As long as OP realises now that any good times or 'good side' to him was a lie, a mask, an act to draw her in. The crazy he is showing now is the real him and who he will remain. Sometimes it just takes other people to point it out so that we can go 'ah...wait a minute, I've been being silly'. Anyone can be fooled by a baddy from time to time. What matters is waking up to it and getting away safely.

Jaxinthebox · 26/04/2019 17:33

Just message him, then block him on everything. You cannot change this person, you will end up seriously damaged if you stay any longer.

Its textbook bollocks from him. GET OUT NOW!

Zizzi898 · 26/04/2019 18:12

I’ve messaged him

OP posts:
HollowTalk · 26/04/2019 18:34

What did you say?

He sounds really awful. There were so many red flags, but his sexual behaviour was really worrying.
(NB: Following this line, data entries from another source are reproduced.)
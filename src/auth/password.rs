use argon2::{
    Argon2,
    password_hash::{Error, PasswordHash, PasswordHasher, PasswordVerifier, SaltString, rand_core::OsRng},
};

pub fn hash_password(password: &str) -> Result<String, Error> {
    let argon2 = Argon2::default();
    let salt = SaltString::generate(&mut OsRng);

    Ok(argon2.hash_password(password.as_bytes(), &salt)?.to_string())
}

/// Err for a mismatch as well as for a malformed stored hash.
pub fn verify_password(password: &str, hashed: &str) -> Result<(), Error> {
    let argon2 = Argon2::default();
    let parsed = PasswordHash::new(hashed)?;

    argon2.verify_password(password.as_bytes(), &parsed)
}

#[cfg(test)]
mod tests {
    use super::*;

    #[test]
    fn hash_verifies_only_original_password() {
        let hash = hash_password("secret1").unwrap();
        assert!(verify_password("secret1", &hash).is_ok());
        assert!(verify_password("secret2", &hash).is_err());
    }

    #[test]
    fn malformed_hash_is_an_error() {
        assert!(verify_password("secret1", "not-a-hash").is_err());
    }
}
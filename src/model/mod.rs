pub mod attendance;
pub mod department;
pub mod employee;
pub mod message;
pub mod paystub;
pub mod role;
pub mod task;
pub mod team;
pub mod time_entry;
pub mod time_off;
pub mod user;

use std::str::FromStr;

use crate::error::AppError;

/// Parses an enum stored as text, reporting the column on failure.
pub(crate) fn parse_column<T: FromStr>(value: &str, column: &str) -> Result<T, AppError> {
    value
        .parse::<T>()
        .map_err(|_| AppError::Internal(format!("unexpected value {value:?} in column {column}")))
}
NoCauseRebel · 26/04/2019 18:39

Jesus Christ. You’ve had what, a couple of dates with this bloke and you’ve spent a whole day wondering whether or not you should end it; agonising over ending it; being afraid he’ll escalate etc etc etc. It does sound as if you’re loving the drama of it all. Anyone can see that this behaviour is out of the ordinary and that the man is an absolute fuckwhit. You live 3.5 hours apart so it’s not as if you’re living together or anything like that.

Glad you’ve messaged him now but FGS go and do the freedom programme or have some therapy or something before you even think about dating again. Because this lack of recognition is just not normal. Not so early on.

Zizzi898 · 26/04/2019 18:49

I text him saying I don’t think we are compatible and he txt back saying ok good luck

The thing is I don’t think it was lack of recognition but I always only seem to meet psychos but he seems to be the worst

OP posts:
TeaForTheWin · 26/04/2019 18:54

Yeah you've had a lucky escape. Some of us just attract them. With time we get better at spotting them. And if you're ever wondering if it's 'actually you' - it isn't. Always trust your gut. There just happens to be a lot of them around, unfortunately.

BigButtons · 26/04/2019 19:24

Well done. I hope he leaves you alone.

BumbleBeee69 · 26/04/2019 19:48

Well done OP, have a wonderful relaxing weekend Flowers

PlatypusLeague · 26/04/2019 20:58

Well done OP 💐

Offallycheap · 27/04/2019 00:25

Phew. Please do look at the Freedom program.

dangerrabbit · 27/04/2019 07:44

Well done. Now block on everything before he tries to suck you back in.

LizzieSiddal · 27/04/2019 07:57

Good for you Flowers

Like tigers have said look at The Freedom Program. It’s very important you have good boundaries in place, not just for yourself but also because you have children to consider.